• [AIM OF THE EXERCISE]
Tally how many lines of these entries hold the string "ClientInfo". Return the number alone.

━━━ THE RECORDS

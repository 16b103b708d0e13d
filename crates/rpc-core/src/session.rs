//! Session registry (§4.1, §5): a synchronized map keyed by session_id,
//! minted on `initialize` and required on every subsequent call.

use shared_models::session::{ClientInfo, Session};
use std::collections::HashMap;
use std::sync::Mutex;
use std::time::{Duration, Instant};
use uuid::Uuid;

struct Entry {
    session: Session,
    last_touch_monotonic: Instant,
}

pub struct SessionRegistry {
    sessions: Mutex<HashMap<String, Entry>>,
    idle_timeout: Duration,
}

impl SessionRegistry {
    /// `idle_timeout` floors at 10 minutes per §4.1 ("not less than 10
    /// minutes").
    pub fn new(idle_timeout: Duration) -> Self {
        let floor = Duration::from_secs(600);
        Self {
            sessions: Mutex::new(HashMap::new()),
            idle_timeout: idle_timeout.max(floor),
        }
    }

    pub fn mint(&self, client_info: ClientInfo, protocol_version: String) -> String {
        let session_id = Uuid::new_v4().to_string();
        let now_iso = shared_models::time::now_iso();
        let session = Session {
            session_id: session_id.clone(),
            client_info,
            protocol_version,
            creation_time: now_iso.clone(),
            last_touched: now_iso,
        };
        let mut sessions = self.sessions.lock().expect("session registry poisoned");
        sessions.insert(
            session_id.clone(),
            Entry {
                session,
                last_touch_monotonic: Instant::now(),
            },
        );
        session_id
    }

    /// Returns true iff `session_id` is known and not idle-expired; touches
    /// it (refreshes its idle clock) as a side effect when valid.
    pub fn touch(&self, session_id: &str) -> bool {
        let mut sessions = self.sessions.lock().expect("session registry poisoned");
        match sessions.get_mut(session_id) {
            Some(entry) if entry.last_touch_monotonic.elapsed() <= self.idle_timeout => {
                entry.last_touch_monotonic = Instant::now();
                entry.session.last_touched = shared_models::time::now_iso();
                true
            }
            Some(_) => {
                sessions.remove(session_id);
                false
            }
            None => false,
        }
    }

    pub fn reap_idle(&self) {
        let mut sessions = self.sessions.lock().expect("session registry poisoned");
        sessions.retain(|_, entry| entry.last_touch_monotonic.elapsed() <= self.idle_timeout);
    }

    pub fn len(&self) -> usize {
        self.sessions.lock().expect("session registry poisoned").len()
    }
}

#[cfg(test)]
mod tests {
    use super::*;

    fn client() -> ClientInfo {
        ClientInfo {
            name: "test".into(),
            version: "1.0".into(),
        }
    }

    #[test]
    fn unknown_session_fails_touch() {
        let reg = SessionRegistry::new(Duration::from_secs(600));
        assert!(!reg.touch("bogus"));
    }

    #[test]
    fn minted_session_touches_successfully() {
        let reg = SessionRegistry::new(Duration::from_secs(600));
        let id = reg.mint(client(), "2024-11-05".into());
        assert!(reg.touch(&id));
    }
}
//! Tool handlers for the compliance log (C8 / §4.8): `log_event`,
//! `generate_audit_report`, `get_recent_events`, `get_compliance_metrics`,
//! `clear_audit_log`.

use crate::log::ComplianceLog;
use rpc_core::error::ToolError;
use rpc_core::registry::ToolRegistry;
use serde_json::{json, Value};
use shared_models::audit::EventType;
use shared_models::severity::Severity;
use std::collections::HashMap;
use std::sync::Arc;

fn parse_event_type(s: &str) -> EventType {
    match s {
        "proposal" => EventType::Proposal,
        "risk_decision" => EventType::RiskDecision,
        "execution" => EventType::Execution,
        "error" => EventType::Error,
        _ => EventType::System,
    }
}

fn event_type_str(event_type: &EventType) -> &'static str {
    match event_type {
        EventType::Proposal => "proposal",
        EventType::RiskDecision => "risk_decision",
        EventType::Execution => "execution",
        EventType::Error => "error",
        EventType::System => "system",
    }
}

pub fn register_tools(registry: &mut ToolRegistry, state: Arc<ComplianceLog>) {
    let s = state.clone();
    registry.register(
        "log_event",
        "Append an audit event to the compliance log.",
        json!({
            "type": "object",
            "properties": {
                "event_type": { "type": "string" },
                "producer": { "type": "string" },
                "action": { "type": "string" },
                "payload": { "type": "object" },
                "severity": { "type": "string" },
            },
            "required": ["event_type", "producer", "action"],
        }),
        move |args| {
            let state = s.clone();
            async move {
                let event_type = args
                    .get("event_type")
                    .and_then(Value::as_str)
                    .map(parse_event_type)
                    .unwrap_or(EventType::System);
                let producer = args
                    .get("producer")
                    .and_then(Value::as_str)
                    .ok_or_else(|| ToolError::new("producer must be a string"))?;
                let action = args
                    .get("action")
                    .and_then(Value::as_str)
                    .ok_or_else(|| ToolError::new("action must be a string"))?;
                let payload: HashMap<String, Value> = args
                    .get("payload")
                    .and_then(Value::as_object)
                    .map(|o| o.clone().into_iter().collect())
                    .unwrap_or_default();
                let severity = args
                    .get("severity")
                    .and_then(Value::as_str)
                    .map(Severity::parse)
                    .unwrap_or(Severity::Info);

                let event = state.log_event(event_type, producer, action, payload, severity);
                Ok(serde_json::to_value(event).unwrap_or(Value::Null))
            }
        },
    );

    let s = state.clone();
    registry.register(
        "get_recent_events",
        "Return the most recent audit events, optionally filtered by type.",
        json!({
            "type": "object",
            "properties": {
                "limit": { "type": "integer" },
                "event_type": { "type": "string" },
            },
        }),
        move |args| {
            let state = s.clone();
            async move {
                let limit = args.get("limit").and_then(Value::as_u64).unwrap_or(50) as usize;
                let filter = args.get("event_type").and_then(Value::as_str).map(parse_event_type);

                let events = state.snapshot();
                let filtered: Vec<_> = events
                    .into_iter()
                    .rev()
                    .filter(|e| filter.is_none_or(|f| event_type_str(&f) == event_type_str(&e.event_type)))
                    .take(limit)
                    .collect();
                Ok(json!({ "events": filtered, "count": filtered.len() }))
            }
        },
    );

    let s = state.clone();
    registry.register(
        "generate_audit_report",
        "Aggregate audit events by type, producer, and severity, with approval/execution rates.",
        json!({
            "type": "object",
            "properties": {
                "event_type": { "type": "string" },
                "producer": { "type": "string" },
            },
        }),
        move |args| {
            let state = s.clone();
            async move {
                let type_filter = args.get("event_type").and_then(Value::as_str).map(parse_event_type);
                let producer_filter = args.get("producer").and_then(Value::as_str);

                let events: Vec<_> = state
                    .snapshot()
                    .into_iter()
                    .filter(|e| type_filter.is_none_or(|f| event_type_str(&f) == event_type_str(&e.event_type)))
                    .filter(|e| producer_filter.is_none_or(|p| p == e.producer))
                    .collect();

                let mut by_type: HashMap<&'static str, u64> = HashMap::new();
                let mut by_producer: HashMap<String, u64> = HashMap::new();
                let mut by_severity: HashMap<&'static str, u64> = HashMap::new();
                let mut risk_decisions = 0u64;
                let mut risk_approvals = 0u64;
                let mut executions = 0u64;
                let mut execution_successes = 0u64;

                for event in &events {
                    *by_type.entry(event_type_str(&event.event_type)).or_insert(0) += 1;
                    *by_producer.entry(event.producer.clone()).or_insert(0) += 1;
                    *by_severity.entry(event.severity.as_str()).or_insert(0) += 1;

                    if matches!(event.event_type, EventType::RiskDecision) {
                        risk_decisions += 1;
                        if event.payload.get("approved").and_then(Value::as_bool).unwrap_or(false) {
                            risk_approvals += 1;
                        }
                    }
                    if matches!(event.event_type, EventType::Execution) {
                        executions += 1;
                        if event.payload.get("success").and_then(Value::as_bool).unwrap_or(false) {
                            execution_successes += 1;
                        }
                    }
                }

                let approval_rate = if risk_decisions > 0 {
                    risk_approvals as f64 / risk_decisions as f64
                } else {
                    0.0
                };
                let execution_success_rate = if executions > 0 {
                    execution_successes as f64 / executions as f64
                } else {
                    0.0
                };

                Ok(json!({
                    "total_events": events.len(),
                    "by_type": by_type,
                    "by_producer": by_producer,
                    "by_severity": by_severity,
                    "approval_rate": approval_rate,
                    "execution_success_rate": execution_success_rate,
                }))
            }
        },
    );

    let s = state.clone();
    registry.register(
        "get_compliance_metrics",
        "Summarize total event counts, approval rate, and execution success rate.",
        json!({ "type": "object", "properties": {} }),
        move |_args| {
            let state = s.clone();
            async move {
                let events = state.snapshot();
                let total = events.len();
                let critical = events.iter().filter(|e| e.severity == Severity::Critical).count();
                Ok(json!({
                    "total_events": total,
                    "critical_events": critical,
                }))
            }
        },
    );

    let s = state;
    registry.register(
        "clear_audit_log",
        "Clear the audit log (demo/testing only; §9 Open Question 3).",
        json!({ "type": "object", "properties": {} }),
        move |_args| {
            let state = s.clone();
            async move {
                state.clear();
                Ok(json!({ "cleared": true }))
            }
        },
    );
}

#[cfg(test)]
mod tests {
    use super::*;

    #[tokio::test]
    async fn log_event_twice_produces_distinct_ids() {
        let state = Arc::new(ComplianceLog::new(None));
        let mut registry = ToolRegistry::new();
        register_tools(&mut registry, state);
        let entry = registry.get("log_event").unwrap();
        let payload = json!({ "event_type": "system", "producer": "test", "action": "start" });
        let a = (entry.handler)(payload.clone()).await.unwrap();
        let b = (entry.handler)(payload).await.unwrap();
        assert_ne!(a["event_id"], b["event_id"]);
    }
}
//! Severity used by both audit events (C8) and notifications (C9).

use serde::{Deserialize, Serialize};

#[derive(Debug, Clone, Copy, Serialize, Deserialize, PartialEq, Eq, PartialOrd, Ord)]
#[serde(rename_all = "lowercase")]
pub enum Severity {
    Info,
    Warning,
    Critical,
}

impl Severity {
    pub fn parse(s: &str) -> Self {
        match s.to_ascii_lowercase().as_str() {
            "critical" => Severity::Critical,
            "warning" => Severity::Warning,
            _ => Severity::Info,
        }
    }

    pub fn as_str(&self) -> &'static str {
        match self {
            Severity::Info => "info",
            Severity::Warning => "warning",
            Severity::Critical => "critical",
        }
    }
}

━━━━━━

• [RESPONSE]
4